= Qamata =

Creator god of the Xhosa

Qamata, also called Mdali or Thixo is the sole deity that is worshipped by the Xhosa people of Southeast Africa. Qamata is believed to be the benevolent creator of the heavens and earth, and is regarded as the supreme and omnipresent God.

==History and description==

Qamata was originally called Mdali, but that name is not used as commonly anymore. Some believe that the name "Mdali" comes from the cave in the east he emerged from, called Daliwe ("creator"). Despite being referred to as "he", Qamata is described as neither male nor female. It is believed that Qamata does not have a physical form in the same way humans do.

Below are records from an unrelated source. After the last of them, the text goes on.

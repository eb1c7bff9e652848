pub mod token;
pub mod lexer;
pub mod escape;

pub use token::TokenKind;
pub use escape::{split_literal, unescape, EscapeError, Quote};
pub use lexer::{Lexer, LexerConfig, LexerError, Mode, Token, TokenPool};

MDALI (Music, Drama and Literature Institute) was also the name of a Johannesburg cultural organization during the 1980s.

==Mythology==
Qamata is said to have created the first three humans, a man and two women, by splitting a reed. He then sent Nwabi, the chameleon, to tell the humans that they would live forever, but changed his mind and sent Ntulo, the much quicker salamander, to tell the humans that they would be mortal. Ntulo got to them first, which is why humans are not immortal.

==Worship==
No sacrifices are made to Qamata, with the primary form of worship being prayer. He is frequently called upon during times of hardship or in exclamation (ie. Qamata ndincede, "Qamata help me").